Tuesday, October 10, 2006

Failed foreign policy

The LA Times has a good overview of the Bush administration's foreign policy failings with North Korea.
Donald Gregg, a U.S. ambassador to South Korea under Bush's father and now head of the New York-based Korea Society, said the crisis could have been averted if the current Bush administration had talked to the North Koreans directly. He visited Pyongyang in late 2002 and brought back a written offer from the North Koreans to negotiate one-on-one.

"We were told at the White House that the offer would not be accepted as it would be 'rewarding bad behavior,' " Gregg recalled. "The basic problem is that Bush & Co. see diplomacy as something you give to a country as a reward for good behavior … not as a tool to be used which may bring better behavior on the part of an antagonist."
This was clear to everyone who knew anything at the time, but the Bush administration clearly doesn't have anyone who knows anything on staff, therefore, they weren't in a position to do anything to slow or stop the North Koreans. All they could do was make idle threats and posture.
The six-party talks created an environment in which differences between the United States and the other parties began to loom larger than the North Korean nuclear problem itself.

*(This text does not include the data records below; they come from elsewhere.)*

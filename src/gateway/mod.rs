pub mod client;
pub mod limits;
pub mod ws;

pub use client::{ExchangePosition, OkxClient, OrderKind, OrderState, OrderStatus, PriceLimits};
pub use limits::{with_retries, RestLimiter};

The North Koreans were able to cleverly exploit the unpopularity of the war in Iraq to sow discord. In light of the United States' failure to find weapons of mass destruction in Iraq, China, Russia and South Korea all began to publicly question the U.S. claims about evidence of a highly enriched uranium program in North Korea.
So now who will be next to start a nuclear weapons program, with the United States unable to do anything about it? And the continued threats by the US only force the North Koreans to push their weapons program forward.